[Saved entries]
::::::

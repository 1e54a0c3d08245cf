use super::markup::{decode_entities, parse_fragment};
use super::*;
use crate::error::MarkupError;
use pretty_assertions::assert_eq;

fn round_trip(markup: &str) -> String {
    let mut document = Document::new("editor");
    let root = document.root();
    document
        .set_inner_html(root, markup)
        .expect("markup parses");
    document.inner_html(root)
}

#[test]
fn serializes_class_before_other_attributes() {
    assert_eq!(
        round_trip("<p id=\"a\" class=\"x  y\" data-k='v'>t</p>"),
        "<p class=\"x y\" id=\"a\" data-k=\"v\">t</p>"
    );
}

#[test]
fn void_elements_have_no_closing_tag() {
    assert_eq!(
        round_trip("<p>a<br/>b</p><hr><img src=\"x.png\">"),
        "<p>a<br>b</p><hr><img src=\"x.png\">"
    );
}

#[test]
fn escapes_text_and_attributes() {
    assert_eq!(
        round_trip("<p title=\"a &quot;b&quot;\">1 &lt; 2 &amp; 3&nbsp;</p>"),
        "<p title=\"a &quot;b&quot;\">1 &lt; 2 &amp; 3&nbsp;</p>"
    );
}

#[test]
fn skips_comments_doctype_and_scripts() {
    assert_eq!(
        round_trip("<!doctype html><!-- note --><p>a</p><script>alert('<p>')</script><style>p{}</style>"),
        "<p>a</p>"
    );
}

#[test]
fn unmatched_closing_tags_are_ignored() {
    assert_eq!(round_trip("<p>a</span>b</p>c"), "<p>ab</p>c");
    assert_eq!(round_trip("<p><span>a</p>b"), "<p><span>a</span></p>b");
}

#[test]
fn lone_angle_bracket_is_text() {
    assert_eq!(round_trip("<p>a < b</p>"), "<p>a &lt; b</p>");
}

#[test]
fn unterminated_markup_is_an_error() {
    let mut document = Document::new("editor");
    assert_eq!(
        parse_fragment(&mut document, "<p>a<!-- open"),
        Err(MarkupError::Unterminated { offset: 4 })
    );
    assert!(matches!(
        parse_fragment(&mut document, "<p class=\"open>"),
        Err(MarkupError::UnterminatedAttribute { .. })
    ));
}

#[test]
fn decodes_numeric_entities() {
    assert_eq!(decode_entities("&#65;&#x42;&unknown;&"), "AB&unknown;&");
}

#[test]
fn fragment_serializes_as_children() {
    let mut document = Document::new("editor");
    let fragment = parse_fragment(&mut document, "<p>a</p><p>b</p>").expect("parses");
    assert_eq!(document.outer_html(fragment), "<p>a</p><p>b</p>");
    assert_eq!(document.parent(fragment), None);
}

::::::

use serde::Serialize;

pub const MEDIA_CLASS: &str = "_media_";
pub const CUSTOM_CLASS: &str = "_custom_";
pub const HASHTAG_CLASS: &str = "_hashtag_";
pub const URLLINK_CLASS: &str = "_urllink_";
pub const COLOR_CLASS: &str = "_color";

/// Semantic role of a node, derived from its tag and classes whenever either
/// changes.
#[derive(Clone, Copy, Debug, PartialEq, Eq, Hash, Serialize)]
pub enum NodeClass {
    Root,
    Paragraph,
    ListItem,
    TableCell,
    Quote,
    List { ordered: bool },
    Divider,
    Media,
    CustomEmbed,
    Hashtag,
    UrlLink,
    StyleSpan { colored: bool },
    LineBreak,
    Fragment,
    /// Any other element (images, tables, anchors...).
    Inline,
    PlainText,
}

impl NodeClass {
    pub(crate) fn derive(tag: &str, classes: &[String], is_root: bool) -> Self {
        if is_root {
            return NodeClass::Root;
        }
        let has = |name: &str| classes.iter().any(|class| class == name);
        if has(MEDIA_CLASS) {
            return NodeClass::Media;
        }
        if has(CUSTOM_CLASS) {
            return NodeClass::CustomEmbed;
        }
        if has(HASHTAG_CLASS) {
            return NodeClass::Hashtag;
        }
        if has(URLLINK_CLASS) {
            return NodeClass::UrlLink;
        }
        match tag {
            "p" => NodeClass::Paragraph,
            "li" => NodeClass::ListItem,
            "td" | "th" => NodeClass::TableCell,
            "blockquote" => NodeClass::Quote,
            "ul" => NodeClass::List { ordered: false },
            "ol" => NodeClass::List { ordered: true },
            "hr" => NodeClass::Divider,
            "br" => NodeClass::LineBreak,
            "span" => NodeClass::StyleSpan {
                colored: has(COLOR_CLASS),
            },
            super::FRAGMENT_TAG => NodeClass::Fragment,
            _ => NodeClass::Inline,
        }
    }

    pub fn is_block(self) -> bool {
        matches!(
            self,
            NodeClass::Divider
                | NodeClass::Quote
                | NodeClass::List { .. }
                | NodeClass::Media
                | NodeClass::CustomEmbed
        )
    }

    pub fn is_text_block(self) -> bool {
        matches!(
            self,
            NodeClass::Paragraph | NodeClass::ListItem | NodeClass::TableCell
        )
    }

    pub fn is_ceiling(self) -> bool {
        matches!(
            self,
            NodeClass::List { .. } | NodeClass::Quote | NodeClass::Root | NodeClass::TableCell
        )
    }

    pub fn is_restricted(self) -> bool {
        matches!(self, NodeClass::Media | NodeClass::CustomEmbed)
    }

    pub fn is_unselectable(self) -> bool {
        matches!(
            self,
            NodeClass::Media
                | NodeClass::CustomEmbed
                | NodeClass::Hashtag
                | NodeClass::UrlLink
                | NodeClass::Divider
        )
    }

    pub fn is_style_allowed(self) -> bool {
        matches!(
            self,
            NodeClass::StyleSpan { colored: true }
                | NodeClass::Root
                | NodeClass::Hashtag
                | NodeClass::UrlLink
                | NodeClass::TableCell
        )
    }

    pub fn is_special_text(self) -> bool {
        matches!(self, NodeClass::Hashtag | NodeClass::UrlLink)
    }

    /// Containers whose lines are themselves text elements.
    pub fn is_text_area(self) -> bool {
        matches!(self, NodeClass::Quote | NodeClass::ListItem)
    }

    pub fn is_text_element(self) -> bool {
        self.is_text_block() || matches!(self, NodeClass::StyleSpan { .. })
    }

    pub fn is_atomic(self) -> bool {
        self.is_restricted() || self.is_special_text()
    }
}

::::::

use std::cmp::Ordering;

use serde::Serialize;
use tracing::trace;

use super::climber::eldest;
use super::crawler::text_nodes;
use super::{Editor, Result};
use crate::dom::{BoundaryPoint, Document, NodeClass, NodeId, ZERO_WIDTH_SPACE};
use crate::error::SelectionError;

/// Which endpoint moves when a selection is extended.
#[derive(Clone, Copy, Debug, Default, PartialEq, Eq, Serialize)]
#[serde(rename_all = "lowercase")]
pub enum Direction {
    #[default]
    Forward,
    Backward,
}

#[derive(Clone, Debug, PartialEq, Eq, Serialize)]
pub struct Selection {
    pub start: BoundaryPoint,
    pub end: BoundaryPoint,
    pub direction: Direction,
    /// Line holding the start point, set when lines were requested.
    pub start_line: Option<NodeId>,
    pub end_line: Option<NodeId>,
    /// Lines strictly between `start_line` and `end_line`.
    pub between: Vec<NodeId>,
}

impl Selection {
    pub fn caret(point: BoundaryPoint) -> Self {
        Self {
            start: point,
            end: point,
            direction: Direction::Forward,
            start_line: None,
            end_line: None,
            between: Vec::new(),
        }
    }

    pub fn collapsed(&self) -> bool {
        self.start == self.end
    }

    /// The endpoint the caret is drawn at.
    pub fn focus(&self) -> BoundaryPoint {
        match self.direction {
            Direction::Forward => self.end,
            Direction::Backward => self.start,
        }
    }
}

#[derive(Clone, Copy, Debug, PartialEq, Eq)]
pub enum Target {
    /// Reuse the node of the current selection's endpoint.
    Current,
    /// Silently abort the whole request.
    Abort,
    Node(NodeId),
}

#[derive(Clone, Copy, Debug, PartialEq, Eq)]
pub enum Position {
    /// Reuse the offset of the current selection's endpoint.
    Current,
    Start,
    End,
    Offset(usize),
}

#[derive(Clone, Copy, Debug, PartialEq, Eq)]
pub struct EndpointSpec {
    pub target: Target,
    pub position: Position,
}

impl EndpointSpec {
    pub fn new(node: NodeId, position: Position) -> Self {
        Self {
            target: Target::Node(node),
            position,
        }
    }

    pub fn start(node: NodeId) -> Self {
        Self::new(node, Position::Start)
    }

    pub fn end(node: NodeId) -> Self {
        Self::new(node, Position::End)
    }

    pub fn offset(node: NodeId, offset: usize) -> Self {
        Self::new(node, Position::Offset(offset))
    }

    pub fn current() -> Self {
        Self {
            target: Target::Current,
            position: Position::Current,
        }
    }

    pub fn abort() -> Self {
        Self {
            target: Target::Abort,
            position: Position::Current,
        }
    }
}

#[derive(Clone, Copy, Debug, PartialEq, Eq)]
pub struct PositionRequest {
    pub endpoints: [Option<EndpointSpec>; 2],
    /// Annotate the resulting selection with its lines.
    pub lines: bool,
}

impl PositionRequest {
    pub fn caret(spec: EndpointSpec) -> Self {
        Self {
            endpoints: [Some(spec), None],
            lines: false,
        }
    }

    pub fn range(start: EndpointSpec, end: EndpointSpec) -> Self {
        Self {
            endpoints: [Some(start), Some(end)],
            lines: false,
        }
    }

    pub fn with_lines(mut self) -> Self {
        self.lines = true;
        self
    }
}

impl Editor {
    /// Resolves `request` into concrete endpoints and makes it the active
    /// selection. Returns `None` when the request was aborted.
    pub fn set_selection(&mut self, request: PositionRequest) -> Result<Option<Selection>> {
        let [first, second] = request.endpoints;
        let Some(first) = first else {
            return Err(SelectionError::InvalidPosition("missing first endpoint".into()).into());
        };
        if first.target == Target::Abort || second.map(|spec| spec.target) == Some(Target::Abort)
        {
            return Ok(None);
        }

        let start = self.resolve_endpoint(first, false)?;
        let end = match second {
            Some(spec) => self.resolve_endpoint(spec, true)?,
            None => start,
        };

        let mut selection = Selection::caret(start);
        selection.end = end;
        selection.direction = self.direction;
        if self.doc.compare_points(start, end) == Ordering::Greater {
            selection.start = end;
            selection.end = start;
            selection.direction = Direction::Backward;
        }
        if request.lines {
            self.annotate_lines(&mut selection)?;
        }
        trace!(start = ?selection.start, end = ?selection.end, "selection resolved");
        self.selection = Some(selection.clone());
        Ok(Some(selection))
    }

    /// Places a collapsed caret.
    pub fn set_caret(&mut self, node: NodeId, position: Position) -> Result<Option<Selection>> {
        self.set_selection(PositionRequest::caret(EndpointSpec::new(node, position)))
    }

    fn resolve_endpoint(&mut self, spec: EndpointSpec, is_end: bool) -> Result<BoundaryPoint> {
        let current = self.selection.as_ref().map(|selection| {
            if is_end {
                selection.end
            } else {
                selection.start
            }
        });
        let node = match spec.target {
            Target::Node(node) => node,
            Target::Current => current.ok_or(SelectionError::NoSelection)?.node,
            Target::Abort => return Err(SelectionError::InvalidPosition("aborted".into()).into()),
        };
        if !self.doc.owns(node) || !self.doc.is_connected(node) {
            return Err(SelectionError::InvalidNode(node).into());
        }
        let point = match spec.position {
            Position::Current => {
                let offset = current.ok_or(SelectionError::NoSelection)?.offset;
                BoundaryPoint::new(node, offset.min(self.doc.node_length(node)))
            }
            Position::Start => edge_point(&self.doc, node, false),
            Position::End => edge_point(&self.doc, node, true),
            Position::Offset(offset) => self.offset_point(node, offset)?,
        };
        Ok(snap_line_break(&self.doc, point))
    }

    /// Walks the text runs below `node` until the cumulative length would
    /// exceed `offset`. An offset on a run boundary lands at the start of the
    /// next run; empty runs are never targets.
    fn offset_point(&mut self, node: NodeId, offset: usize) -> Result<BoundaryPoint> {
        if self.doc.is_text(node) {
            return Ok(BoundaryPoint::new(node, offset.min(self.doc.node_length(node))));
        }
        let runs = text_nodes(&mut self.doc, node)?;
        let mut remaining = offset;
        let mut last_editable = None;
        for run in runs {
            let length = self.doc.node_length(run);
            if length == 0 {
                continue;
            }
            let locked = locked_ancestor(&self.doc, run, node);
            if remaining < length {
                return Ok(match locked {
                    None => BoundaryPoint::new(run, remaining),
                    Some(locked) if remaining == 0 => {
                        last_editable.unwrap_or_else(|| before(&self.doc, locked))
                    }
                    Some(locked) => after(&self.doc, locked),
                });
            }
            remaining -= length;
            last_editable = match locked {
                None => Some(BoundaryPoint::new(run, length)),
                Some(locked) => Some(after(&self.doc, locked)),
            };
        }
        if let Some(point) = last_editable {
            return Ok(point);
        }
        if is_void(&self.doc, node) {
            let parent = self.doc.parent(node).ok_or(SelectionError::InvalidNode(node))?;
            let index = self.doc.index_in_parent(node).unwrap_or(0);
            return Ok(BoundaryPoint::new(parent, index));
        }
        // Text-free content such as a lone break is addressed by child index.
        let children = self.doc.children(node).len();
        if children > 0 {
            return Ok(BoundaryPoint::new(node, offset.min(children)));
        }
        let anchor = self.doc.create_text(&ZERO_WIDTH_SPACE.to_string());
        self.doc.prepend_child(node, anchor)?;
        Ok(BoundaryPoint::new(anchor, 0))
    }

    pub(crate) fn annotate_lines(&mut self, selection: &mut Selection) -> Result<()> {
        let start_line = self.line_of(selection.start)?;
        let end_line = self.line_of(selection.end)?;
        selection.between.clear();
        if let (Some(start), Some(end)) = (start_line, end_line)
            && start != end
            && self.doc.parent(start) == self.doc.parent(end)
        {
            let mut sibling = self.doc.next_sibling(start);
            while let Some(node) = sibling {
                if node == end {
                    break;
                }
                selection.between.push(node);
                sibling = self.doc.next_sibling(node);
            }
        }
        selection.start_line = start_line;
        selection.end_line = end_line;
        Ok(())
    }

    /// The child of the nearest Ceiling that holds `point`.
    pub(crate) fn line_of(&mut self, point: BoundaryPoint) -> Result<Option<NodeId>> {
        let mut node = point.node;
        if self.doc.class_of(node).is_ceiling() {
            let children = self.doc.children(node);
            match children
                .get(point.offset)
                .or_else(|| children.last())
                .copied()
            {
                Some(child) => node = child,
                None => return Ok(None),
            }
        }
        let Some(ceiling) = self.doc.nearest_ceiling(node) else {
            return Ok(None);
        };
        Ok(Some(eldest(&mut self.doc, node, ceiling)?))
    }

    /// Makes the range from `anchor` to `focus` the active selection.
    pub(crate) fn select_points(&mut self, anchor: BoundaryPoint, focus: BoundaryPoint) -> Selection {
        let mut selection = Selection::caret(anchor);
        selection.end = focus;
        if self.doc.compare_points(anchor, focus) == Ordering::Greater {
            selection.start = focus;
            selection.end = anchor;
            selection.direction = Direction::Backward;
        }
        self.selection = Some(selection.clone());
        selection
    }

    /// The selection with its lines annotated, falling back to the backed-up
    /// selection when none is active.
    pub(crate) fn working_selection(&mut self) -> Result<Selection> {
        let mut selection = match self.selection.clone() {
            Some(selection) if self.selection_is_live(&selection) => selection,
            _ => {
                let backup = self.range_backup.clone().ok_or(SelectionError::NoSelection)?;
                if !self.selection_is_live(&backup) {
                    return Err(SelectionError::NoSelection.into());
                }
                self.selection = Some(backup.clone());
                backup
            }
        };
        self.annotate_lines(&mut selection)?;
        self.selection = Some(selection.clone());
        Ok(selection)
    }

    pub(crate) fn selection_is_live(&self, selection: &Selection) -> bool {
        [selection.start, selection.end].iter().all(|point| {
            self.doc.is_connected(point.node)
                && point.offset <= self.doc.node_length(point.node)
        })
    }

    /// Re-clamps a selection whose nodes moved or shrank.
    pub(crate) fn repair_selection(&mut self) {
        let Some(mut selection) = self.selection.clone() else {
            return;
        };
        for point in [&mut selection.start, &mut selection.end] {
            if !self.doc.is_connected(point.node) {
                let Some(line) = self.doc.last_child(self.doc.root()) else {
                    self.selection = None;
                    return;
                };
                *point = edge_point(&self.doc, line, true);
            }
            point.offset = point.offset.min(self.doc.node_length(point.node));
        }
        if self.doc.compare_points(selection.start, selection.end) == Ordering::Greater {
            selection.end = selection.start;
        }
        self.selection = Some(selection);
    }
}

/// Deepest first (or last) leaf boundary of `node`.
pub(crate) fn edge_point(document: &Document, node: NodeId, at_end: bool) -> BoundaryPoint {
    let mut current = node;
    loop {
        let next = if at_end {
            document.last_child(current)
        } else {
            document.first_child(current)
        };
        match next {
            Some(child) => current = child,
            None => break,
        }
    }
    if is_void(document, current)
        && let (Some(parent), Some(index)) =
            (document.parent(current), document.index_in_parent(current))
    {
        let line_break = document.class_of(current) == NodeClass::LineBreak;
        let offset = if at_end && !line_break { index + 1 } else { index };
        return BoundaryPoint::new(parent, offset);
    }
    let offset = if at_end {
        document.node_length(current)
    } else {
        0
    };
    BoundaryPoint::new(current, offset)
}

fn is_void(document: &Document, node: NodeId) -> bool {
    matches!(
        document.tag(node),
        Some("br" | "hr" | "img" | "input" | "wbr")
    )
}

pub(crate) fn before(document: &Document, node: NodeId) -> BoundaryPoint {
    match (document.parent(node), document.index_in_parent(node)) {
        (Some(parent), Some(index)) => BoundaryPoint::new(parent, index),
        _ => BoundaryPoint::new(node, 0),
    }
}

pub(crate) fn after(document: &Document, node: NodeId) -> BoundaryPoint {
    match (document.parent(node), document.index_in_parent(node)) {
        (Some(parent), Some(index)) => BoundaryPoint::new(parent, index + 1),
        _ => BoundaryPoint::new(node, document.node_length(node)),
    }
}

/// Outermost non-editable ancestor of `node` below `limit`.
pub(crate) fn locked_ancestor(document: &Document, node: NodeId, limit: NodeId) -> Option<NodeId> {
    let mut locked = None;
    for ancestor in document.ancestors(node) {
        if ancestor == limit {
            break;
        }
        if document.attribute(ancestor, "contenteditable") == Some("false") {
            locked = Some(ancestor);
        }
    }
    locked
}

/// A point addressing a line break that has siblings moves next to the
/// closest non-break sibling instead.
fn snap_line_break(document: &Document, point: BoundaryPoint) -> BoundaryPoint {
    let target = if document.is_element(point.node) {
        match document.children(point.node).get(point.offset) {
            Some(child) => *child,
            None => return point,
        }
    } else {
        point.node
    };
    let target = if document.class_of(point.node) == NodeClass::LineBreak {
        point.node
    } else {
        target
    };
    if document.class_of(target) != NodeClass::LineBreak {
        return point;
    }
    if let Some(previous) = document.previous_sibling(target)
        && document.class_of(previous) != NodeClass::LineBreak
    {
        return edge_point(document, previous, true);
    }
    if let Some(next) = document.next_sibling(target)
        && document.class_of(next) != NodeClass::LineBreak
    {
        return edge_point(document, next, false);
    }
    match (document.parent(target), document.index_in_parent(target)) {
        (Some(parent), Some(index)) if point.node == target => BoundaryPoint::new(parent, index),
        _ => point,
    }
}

::::::

TASK GOAL
Please make an exact copy of the lines above from the line with "return Ok(BoundaryPoint::new(node, offset.min(children)));" through the line with "let start_line = self.line_of(selection.start)?;", both ends included.

SOLUTION TO THE EXERCISE
            return Ok(BoundaryPoint::new(node, offset.min(children)));
        }
        let anchor = self.doc.create_text(&ZERO_WIDTH_SPACE.to_string());
        self.doc.prepend_child(node, anchor)?;
        Ok(BoundaryPoint::new(anchor, 0))
    }

    pub(crate) fn annotate_lines(&mut self, selection: &mut Selection) -> Result<()> {
        let start_line = self.line_of(selection.start)?;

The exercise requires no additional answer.